Take Your Treadmill to Hill and Back

The Champion Builder

Your goal: Maximum endurance

Swedish researchers found that marathoners who ran hills for 12 weeks improved their running economy by 3 percent. This translates to a 2-minute reduction in your 10-mile time and 6 minutes off a marathon— without exerting any more effort in the race. To put that in perspective, consider that 6 minutes was the difference between a medal and 26th place in the 2004 Olympic Marathon. For you, it might mean breaking 4 hours in your first marathon or setting a personal best in your next 10K.

"This workout features steep, gradual, and rolling hills, bringing all the aspects of hill training into one session," says Morris. You'll be able to recover energy on the short hills in order to charge the long climbs. Set the treadmill to a speed that's about 90 seconds slower than your normal mile pace. So if you usually run 8-minute miles (7.5 mph), set the treadmill to 6.3 mph, the speed equivalent of a 9-minute mile. Then change the incline of the treadmill at the indicated mile marker.

Mile marker Elevation
0 to 1 1%
1 to 2 2%
2 to 2.5 5%
2.5 to 3 2%
3 to 3.5 8%
3.5 to 4 2%
4 to 4.5 5%
4.5 to 5 2%


If it's too hard:
Stop when you've had enough, and progress by trying to run 10 seconds longer in your next workout.

If it's too easy: Repeat as many segments as you can, starting at the first mile marker.

The Mountain Challenge

Your goal: Sports conditioning

Over the years, professional athletes have used hill training to prepare. And no venue is better known than "the Hill"—a steep 5-mile trail in San Carlos, California's Edgewood Park. It was the site of the legendary off-season training program of former San Francisco 49er and Oakland Raider Jerry Rice for more than 20 years. The rigors of the perpetual ascent simultaneously improve physical conditioning and mental toughness, the X factor of athletic performance.

Use this mountain workout from Morris and you can train there, too—even if you live in Wichita. After your warmup, raise the treadmill grade to 5 to 8 percent (lower for beginners, higher if you're a seasoned vet). Then set the speed to a pace that's about 3 minutes slower than your best mile time.

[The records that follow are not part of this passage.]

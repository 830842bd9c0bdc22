//! Logger module
//!
//! Provides logging utilities for the edge server including:
//! - Startup summaries (listeners, domain table, asset cache)
//! - Access logging with multiple formats
//! - Leveled error, warning and debug logging
//! - File-based logging support

mod format;
pub mod writer;

pub use format::AccessLogEntry;

use crate::assets::AssetCache;
use crate::config::Config;
use std::net::SocketAddr;
use std::str::FromStr;

/// Severity threshold from `logging.level`
#[derive(Debug, Clone, Copy, PartialEq, Eq, PartialOrd, Ord)]
pub enum Level {
    Error,
    Warn,
    Info,
    Debug,
}

impl FromStr for Level {
    type Err = String;

    fn from_str(s: &str) -> Result<Self, Self::Err> {
        match s.trim().to_ascii_lowercase().as_str() {
            "error" => Ok(Self::Error),
            "warn" | "warning" => Ok(Self::Warn),
            "info" => Ok(Self::Info),
            "debug" | "trace" => Ok(Self::Debug),
            other => Err(format!("Unknown log level '{other}'")),
        }
    }
}

/// Initialize the logger with configuration
///
/// Should be called once at application startup.
pub fn init(config: &Config) -> Result<(), Box<dyn std::error::Error>> {
    let level: Level = config.logging.level.parse()?;
    writer::init(
        level,
        config.logging.access_log_file.as_deref(),
        config.logging.error_log_file.as_deref(),
    )?;
    Ok(())
}

fn enabled(level: Level) -> bool {
    writer::get().map_or(Level::Info, writer::LogWriter::level) >= level
}

pub fn debug_enabled() -> bool {
    enabled(Level::Debug)
}

/// Write to info/access log
fn write_info(message: &str) {
    if !enabled(Level::Info) {
        return;
    }
    match writer::get() {
        Some(w) => w.write_info(message),
        None => println!("{message}"),
    }
}

/// Write to error log
fn write_error(level: Level, message: &str) {
    if !enabled(level) {
        return;
    }
    match writer::get() {
        Some(w) => w.write_error(message),
        None => eprintln!("{message}"),
    }
}

pub fn log_server_start(addr: &SocketAddr, config: &Config) {
    write_info("======================================");
    write_info("Edge server started successfully");
    write_info(&format!("Listening on: http://{addr}"));
    write_info(&format!("Log level: {}", config.logging.level));
    if let Some(workers) = config.server.workers {
        write_info(&format!("Worker threads: {workers}"));
    }
    if let Some(ref path) = config.logging.access_log_file {
        write_info(&format!("Access log: {path}"));
    }
    if let Some(ref path) = config.logging.error_log_file {
        write_info(&format!("Error log: {path}"));
    }
    write_info("======================================\n");
}

/// Domain table and cache contents, one line per domain
pub fn log_site_summary(config: &Config, assets: &AssetCache) {
    write_info("[CONFIG] Domain mappings:");
    for domain in &config.site.domains {
        let api = if domain.api_enabled { "API enabled" } else { "no API" };
        let stats = assets.domain_stats(&domain.host.trim().to_ascii_lowercase());
        write_info(&format!(
            "  - {} -> {} ({api}, {} files, {} bytes)",
            domain.host, domain.static_path, stats.files, stats.bytes
        ));
    }
    write_info(&format!(
        "[CONFIG] Local aliases {:?} -> {}",
        config.site.local_aliases, config.site.localhost_test_domain
    ));
    write_info(&format!(
        "[CONFIG] Short-lived cache extensions: {:?}",
        config.site.no_cache_extensions
    ));
    write_info(&format!(
        "[CACHE] {} assets loaded, {} bytes in memory",
        assets.len(),
        assets.total_bytes()
    ));
}

pub fn log_metrics_start(addr: &SocketAddr, path: &str) {
    write_info(&format!("[METRICS] Prometheus endpoint: http://{addr}{path}"));
}

pub fn log_connection_accepted(peer_addr: &SocketAddr) {
    if debug_enabled() {
        write_info(&format!("[Connection] Accepted from: {peer_addr}"));
    }
}

pub fn log_connection_error(err: &impl std::fmt::Debug) {
    write_error(Level::Error, &format!("[ERROR] Failed to serve connection: {err:?}"));
}

pub fn log_error(message: &str) {
    write_error(Level::Error, &format!("[ERROR] {message}"));
}

pub fn log_warning(message: &str) {
    write_error(Level::Warn, &format!("[WARN] {message}"));
}

pub fn log_debug(message: &str) {
    if debug_enabled() {
        write_info(&format!("[DEBUG] {message}"));
    }
}

/// Log formatted access log entry
pub fn log_access(entry: &AccessLogEntry, format: &str) {
    if !enabled(Level::Info) {
        return;
    }
    let line = entry.format(format);
    match writer::get() {
        Some(w) => w.write_access(&line),
        None => println!("{line}"),
    }
}

pub fn log_shutdown_signal(signal: &str) {
    write_info(&format!("\n[SIGNAL] {signal} received, shutting down gracefully"));
}

pub fn log_shutdown_started(active: usize) {
    write_info(&format!(
        "[SHUTDOWN] Listeners closed, {active} connection(s) still active"
    ));
}

pub fn log_shutdown_complete(remaining: usize) {
    if remaining == 0 {
        write_info("[SHUTDOWN] All connections drained");
    } else {
        log_warning(&format!(
            "[SHUTDOWN] Grace period elapsed with {remaining} connection(s) still open"
        ));
    }
}

#[cfg(test)]
mod tests {
    use super::*;

    #[test]
    fn test_level_parsing() {
        assert_eq!("INFO".parse::<Level>().unwrap(), Level::Info);
        assert_eq!("warning".parse::<Level>().unwrap(), Level::Warn);
        assert_eq!(" debug ".parse::<Level>().unwrap(), Level::Debug);
        assert!("verbose".parse::<Level>().is_err());
    }

    #[test]
    fn test_level_ordering() {
        assert!(Level::Debug > Level::Info);
        assert!(Level::Warn > Level::Error);
    }
}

So if you can run a mile in seven minutes (8.5 mph), you'll set the speed to the equivalent of a 10-minute mile pace, which is 6 mph. Run at that speed and grade for as long as you can maintain conversation in short spurts (three or four words at time). Once you're breathing too hard to talk, shut it down and record your distance.

You should strive to run a little farther—even if it's just 1/10 of a mile—each time you repeat the workout. One to two miles is good for starters; make it to 5 and you're ready for the hall of fame.